• _Exercise_
Only the lines that hold "side" should be in the answer, each copied from the data below.

:: The data

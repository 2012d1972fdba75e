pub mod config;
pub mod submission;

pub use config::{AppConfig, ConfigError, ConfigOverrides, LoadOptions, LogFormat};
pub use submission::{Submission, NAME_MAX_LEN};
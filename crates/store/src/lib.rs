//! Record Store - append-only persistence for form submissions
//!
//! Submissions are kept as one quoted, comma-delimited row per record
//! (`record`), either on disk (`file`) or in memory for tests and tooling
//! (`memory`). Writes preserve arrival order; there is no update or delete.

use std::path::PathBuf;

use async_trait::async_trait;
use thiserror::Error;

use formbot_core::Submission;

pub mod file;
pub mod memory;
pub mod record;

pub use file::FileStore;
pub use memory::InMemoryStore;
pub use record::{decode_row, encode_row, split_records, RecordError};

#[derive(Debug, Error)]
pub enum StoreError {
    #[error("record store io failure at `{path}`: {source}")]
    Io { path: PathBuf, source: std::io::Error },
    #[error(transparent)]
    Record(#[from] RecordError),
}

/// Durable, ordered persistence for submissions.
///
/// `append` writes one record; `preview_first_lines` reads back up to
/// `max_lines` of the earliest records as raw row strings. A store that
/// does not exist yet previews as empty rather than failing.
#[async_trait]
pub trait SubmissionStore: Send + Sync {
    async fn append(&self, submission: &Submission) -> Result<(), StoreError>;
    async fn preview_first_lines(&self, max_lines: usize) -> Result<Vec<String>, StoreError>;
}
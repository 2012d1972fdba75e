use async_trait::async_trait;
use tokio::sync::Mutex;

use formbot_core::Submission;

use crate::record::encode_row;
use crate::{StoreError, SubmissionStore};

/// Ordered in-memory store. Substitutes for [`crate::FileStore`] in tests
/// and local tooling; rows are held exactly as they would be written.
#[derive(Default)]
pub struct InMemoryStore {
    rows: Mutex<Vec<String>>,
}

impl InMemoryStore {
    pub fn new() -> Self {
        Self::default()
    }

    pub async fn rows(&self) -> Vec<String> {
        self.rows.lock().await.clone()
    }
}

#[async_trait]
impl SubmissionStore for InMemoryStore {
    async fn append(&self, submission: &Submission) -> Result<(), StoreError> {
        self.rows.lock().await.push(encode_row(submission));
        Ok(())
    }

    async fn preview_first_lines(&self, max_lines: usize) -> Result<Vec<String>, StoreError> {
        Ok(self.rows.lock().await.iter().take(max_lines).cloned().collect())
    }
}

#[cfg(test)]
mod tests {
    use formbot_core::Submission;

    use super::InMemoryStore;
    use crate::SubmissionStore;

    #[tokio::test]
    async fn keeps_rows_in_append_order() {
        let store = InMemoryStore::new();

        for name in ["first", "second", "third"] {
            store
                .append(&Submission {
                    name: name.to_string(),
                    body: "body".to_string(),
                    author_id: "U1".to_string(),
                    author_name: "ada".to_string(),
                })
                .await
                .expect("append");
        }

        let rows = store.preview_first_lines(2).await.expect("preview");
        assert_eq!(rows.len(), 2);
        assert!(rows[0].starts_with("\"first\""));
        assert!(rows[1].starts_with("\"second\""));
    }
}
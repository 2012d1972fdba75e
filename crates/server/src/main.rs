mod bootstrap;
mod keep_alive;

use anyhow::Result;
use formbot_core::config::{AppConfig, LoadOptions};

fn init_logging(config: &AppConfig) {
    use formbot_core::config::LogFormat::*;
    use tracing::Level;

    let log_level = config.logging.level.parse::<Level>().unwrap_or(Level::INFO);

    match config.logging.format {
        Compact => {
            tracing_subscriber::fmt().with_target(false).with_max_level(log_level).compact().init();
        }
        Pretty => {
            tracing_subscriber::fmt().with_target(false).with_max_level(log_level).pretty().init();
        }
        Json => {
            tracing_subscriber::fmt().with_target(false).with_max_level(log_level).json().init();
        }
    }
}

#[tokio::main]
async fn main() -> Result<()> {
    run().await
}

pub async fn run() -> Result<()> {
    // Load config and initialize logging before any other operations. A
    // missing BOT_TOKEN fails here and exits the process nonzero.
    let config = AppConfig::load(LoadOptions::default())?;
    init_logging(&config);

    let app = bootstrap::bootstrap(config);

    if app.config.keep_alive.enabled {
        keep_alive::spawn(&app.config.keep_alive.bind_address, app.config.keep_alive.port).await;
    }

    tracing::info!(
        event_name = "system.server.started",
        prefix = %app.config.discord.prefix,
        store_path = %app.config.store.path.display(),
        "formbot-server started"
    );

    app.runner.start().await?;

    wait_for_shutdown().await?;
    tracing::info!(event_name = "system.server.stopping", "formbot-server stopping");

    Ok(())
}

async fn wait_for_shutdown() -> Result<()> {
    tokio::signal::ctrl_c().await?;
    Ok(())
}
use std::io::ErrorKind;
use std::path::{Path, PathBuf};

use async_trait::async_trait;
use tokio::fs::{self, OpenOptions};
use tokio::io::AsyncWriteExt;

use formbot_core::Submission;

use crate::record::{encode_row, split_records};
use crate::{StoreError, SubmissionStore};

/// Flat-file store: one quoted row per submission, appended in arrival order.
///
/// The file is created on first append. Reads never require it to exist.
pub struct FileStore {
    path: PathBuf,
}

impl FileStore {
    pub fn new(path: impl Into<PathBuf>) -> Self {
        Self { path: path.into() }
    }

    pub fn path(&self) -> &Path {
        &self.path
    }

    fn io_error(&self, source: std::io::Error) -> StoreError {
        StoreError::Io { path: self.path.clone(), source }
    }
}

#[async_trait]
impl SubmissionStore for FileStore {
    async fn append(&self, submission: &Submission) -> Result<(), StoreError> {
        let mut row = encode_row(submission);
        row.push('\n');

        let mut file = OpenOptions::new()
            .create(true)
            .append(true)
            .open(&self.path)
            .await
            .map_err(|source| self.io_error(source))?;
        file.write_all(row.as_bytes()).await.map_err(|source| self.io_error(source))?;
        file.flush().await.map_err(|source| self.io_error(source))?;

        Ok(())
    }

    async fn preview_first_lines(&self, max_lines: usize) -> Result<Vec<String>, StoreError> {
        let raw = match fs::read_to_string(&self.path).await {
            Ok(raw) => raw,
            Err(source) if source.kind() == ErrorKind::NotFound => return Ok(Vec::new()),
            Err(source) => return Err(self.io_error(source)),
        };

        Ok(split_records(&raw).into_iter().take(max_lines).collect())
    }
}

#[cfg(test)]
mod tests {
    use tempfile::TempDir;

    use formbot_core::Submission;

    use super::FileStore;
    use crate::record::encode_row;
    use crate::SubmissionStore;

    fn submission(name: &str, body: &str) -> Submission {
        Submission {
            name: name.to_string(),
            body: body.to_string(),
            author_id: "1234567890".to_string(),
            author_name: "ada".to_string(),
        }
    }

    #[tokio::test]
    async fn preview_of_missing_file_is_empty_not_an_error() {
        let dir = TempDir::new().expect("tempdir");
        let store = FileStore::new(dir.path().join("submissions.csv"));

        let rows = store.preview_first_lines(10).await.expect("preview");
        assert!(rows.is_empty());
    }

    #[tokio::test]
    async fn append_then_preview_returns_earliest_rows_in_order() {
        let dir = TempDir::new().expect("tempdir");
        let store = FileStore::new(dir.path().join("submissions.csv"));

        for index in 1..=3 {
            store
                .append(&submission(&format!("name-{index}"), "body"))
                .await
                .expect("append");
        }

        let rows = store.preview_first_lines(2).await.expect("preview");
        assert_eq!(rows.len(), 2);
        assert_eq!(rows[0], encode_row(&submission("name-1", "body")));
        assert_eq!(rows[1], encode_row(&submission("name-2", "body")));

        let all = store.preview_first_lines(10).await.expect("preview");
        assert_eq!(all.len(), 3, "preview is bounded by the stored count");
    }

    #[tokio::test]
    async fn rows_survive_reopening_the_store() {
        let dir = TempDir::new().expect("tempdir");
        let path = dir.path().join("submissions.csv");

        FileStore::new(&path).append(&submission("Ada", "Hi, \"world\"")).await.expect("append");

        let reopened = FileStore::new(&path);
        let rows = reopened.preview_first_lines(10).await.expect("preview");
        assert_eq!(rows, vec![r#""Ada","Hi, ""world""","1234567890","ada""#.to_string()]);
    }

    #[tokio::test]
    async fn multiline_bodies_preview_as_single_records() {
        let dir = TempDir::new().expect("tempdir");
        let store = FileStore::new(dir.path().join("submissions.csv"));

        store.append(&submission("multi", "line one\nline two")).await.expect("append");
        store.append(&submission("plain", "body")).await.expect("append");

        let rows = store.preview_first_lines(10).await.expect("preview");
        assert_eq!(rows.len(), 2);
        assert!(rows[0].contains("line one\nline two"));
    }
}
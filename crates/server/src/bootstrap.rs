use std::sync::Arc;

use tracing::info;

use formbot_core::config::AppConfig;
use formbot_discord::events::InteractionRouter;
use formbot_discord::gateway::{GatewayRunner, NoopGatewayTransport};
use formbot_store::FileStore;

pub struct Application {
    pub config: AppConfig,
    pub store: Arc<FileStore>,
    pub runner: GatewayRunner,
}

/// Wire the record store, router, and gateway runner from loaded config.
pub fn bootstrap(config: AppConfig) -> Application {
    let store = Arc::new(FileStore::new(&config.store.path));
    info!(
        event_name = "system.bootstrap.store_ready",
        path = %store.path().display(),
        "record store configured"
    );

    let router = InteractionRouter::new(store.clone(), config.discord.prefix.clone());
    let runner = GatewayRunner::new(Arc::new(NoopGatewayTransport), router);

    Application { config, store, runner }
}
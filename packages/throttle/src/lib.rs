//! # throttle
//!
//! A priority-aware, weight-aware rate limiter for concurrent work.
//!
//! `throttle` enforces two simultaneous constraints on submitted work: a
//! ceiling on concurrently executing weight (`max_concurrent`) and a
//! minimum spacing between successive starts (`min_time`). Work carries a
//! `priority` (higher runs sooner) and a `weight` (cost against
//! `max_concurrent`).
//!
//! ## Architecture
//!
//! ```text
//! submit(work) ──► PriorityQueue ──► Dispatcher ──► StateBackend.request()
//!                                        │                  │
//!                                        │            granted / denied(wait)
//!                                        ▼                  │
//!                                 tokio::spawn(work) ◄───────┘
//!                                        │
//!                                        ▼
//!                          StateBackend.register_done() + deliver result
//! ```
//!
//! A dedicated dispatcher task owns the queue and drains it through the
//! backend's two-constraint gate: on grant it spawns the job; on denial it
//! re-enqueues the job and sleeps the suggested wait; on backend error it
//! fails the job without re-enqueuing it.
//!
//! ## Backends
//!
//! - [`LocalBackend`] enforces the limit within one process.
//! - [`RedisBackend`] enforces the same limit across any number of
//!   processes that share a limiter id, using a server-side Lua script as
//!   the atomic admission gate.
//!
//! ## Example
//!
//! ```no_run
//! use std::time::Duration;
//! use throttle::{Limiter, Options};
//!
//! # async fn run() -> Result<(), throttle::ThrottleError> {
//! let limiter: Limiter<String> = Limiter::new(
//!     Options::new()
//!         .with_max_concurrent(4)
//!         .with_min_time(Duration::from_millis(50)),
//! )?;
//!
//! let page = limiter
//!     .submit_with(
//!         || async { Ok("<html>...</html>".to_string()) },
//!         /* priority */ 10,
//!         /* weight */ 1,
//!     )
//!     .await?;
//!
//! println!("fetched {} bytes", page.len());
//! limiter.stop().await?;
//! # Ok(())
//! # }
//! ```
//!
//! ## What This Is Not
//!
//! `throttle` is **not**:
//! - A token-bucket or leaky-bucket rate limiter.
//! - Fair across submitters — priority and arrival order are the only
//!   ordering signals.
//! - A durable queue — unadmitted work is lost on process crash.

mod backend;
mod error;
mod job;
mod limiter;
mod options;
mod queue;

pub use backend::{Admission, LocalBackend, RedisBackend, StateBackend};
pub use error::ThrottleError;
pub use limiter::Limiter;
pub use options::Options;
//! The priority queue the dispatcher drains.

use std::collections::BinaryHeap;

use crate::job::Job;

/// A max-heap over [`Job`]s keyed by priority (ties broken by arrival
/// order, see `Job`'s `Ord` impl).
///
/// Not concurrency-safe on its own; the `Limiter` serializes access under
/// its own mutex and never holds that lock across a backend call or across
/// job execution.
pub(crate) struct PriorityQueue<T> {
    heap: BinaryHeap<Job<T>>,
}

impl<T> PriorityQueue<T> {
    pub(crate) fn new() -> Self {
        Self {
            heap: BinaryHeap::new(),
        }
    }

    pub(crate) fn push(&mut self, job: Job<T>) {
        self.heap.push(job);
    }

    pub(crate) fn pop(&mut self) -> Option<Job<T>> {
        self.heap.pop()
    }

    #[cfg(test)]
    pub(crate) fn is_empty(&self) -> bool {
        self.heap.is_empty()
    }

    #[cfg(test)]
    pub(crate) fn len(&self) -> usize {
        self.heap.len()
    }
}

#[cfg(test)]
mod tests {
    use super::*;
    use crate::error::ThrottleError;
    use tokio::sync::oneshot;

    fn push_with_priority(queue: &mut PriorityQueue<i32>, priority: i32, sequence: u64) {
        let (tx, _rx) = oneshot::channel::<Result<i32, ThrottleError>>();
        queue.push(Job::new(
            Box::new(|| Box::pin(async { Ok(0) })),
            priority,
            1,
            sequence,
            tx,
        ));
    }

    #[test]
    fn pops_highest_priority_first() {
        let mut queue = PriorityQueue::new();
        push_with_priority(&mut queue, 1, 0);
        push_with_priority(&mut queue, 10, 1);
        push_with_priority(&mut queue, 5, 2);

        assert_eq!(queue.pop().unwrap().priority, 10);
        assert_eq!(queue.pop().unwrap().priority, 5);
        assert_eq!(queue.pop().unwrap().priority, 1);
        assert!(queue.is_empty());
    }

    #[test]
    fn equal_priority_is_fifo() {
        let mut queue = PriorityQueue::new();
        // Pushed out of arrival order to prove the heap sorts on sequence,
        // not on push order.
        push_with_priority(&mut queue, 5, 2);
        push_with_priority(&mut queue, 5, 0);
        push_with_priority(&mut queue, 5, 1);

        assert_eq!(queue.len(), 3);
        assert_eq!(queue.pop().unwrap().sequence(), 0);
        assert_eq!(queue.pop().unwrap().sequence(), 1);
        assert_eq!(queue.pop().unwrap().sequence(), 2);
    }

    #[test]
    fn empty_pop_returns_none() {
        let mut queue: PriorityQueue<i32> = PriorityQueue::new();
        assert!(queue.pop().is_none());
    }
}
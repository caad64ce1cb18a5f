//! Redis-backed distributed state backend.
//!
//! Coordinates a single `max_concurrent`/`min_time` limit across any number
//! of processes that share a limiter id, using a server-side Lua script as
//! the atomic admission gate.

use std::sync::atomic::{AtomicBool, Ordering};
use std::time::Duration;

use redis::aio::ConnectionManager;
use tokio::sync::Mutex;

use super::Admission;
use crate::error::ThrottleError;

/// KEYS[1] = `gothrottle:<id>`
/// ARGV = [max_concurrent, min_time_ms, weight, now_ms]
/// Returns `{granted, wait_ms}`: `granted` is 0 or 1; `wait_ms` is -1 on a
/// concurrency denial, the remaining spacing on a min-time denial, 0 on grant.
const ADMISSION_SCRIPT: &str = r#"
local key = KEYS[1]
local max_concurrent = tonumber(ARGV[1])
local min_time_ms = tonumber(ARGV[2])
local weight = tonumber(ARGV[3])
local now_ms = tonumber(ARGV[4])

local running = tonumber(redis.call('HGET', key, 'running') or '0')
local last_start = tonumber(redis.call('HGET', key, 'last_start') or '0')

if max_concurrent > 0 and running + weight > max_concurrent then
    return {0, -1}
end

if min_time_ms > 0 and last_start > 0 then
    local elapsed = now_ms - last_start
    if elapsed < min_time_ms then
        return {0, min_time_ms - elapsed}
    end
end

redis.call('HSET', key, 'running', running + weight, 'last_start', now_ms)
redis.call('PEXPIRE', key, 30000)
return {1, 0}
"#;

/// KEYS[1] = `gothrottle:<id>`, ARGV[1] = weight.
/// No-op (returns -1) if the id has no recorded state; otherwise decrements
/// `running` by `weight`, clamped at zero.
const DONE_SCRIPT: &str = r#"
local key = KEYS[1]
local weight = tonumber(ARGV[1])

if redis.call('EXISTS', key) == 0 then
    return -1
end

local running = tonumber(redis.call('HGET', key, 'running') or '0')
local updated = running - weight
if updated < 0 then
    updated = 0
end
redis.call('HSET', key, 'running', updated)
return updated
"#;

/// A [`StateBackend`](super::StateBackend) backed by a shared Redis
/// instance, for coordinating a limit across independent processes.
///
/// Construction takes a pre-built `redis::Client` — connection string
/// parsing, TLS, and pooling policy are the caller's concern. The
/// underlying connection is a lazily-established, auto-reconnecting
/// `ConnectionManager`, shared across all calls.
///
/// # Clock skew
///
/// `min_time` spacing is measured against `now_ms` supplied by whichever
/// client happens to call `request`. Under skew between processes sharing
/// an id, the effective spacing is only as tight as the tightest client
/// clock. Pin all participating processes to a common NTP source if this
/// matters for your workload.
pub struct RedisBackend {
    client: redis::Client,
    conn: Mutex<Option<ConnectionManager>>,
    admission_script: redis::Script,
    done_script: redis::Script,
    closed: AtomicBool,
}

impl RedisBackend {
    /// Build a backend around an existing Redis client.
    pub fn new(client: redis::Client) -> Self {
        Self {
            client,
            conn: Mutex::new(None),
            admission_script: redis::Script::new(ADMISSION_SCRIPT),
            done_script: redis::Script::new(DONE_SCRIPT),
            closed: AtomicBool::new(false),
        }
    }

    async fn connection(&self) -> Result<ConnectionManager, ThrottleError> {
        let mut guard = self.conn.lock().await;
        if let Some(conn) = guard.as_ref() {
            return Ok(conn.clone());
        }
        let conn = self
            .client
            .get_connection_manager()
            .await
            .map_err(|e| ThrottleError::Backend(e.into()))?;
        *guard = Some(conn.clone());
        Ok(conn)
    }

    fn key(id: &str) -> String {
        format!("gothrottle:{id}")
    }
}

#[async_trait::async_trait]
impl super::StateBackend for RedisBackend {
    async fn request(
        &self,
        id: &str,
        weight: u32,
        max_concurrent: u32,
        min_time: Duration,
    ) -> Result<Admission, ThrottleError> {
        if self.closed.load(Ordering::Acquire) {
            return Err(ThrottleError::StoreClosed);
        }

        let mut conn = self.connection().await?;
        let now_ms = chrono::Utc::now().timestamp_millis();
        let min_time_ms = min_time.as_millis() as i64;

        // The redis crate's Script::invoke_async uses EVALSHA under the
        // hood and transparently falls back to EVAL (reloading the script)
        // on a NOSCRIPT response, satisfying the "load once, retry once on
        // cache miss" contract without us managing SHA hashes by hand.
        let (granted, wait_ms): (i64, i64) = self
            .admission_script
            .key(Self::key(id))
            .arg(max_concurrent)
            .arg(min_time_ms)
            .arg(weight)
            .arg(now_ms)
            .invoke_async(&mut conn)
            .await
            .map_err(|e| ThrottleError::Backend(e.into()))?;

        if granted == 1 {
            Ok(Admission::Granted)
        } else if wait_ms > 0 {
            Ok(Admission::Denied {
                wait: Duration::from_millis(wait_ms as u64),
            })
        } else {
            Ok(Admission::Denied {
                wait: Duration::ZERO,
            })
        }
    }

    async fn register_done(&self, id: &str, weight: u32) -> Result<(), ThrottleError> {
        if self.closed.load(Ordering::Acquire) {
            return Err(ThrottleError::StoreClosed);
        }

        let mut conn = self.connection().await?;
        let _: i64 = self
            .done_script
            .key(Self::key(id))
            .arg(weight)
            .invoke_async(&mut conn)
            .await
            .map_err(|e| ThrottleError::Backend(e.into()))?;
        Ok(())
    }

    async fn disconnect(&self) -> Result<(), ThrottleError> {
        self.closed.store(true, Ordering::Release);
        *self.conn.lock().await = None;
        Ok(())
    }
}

::::

• _Response to this exercise_
//!   processes that share a limiter id, using a server-side Lua script as
//! of processes that share a limiter id, using a server-side Lua script as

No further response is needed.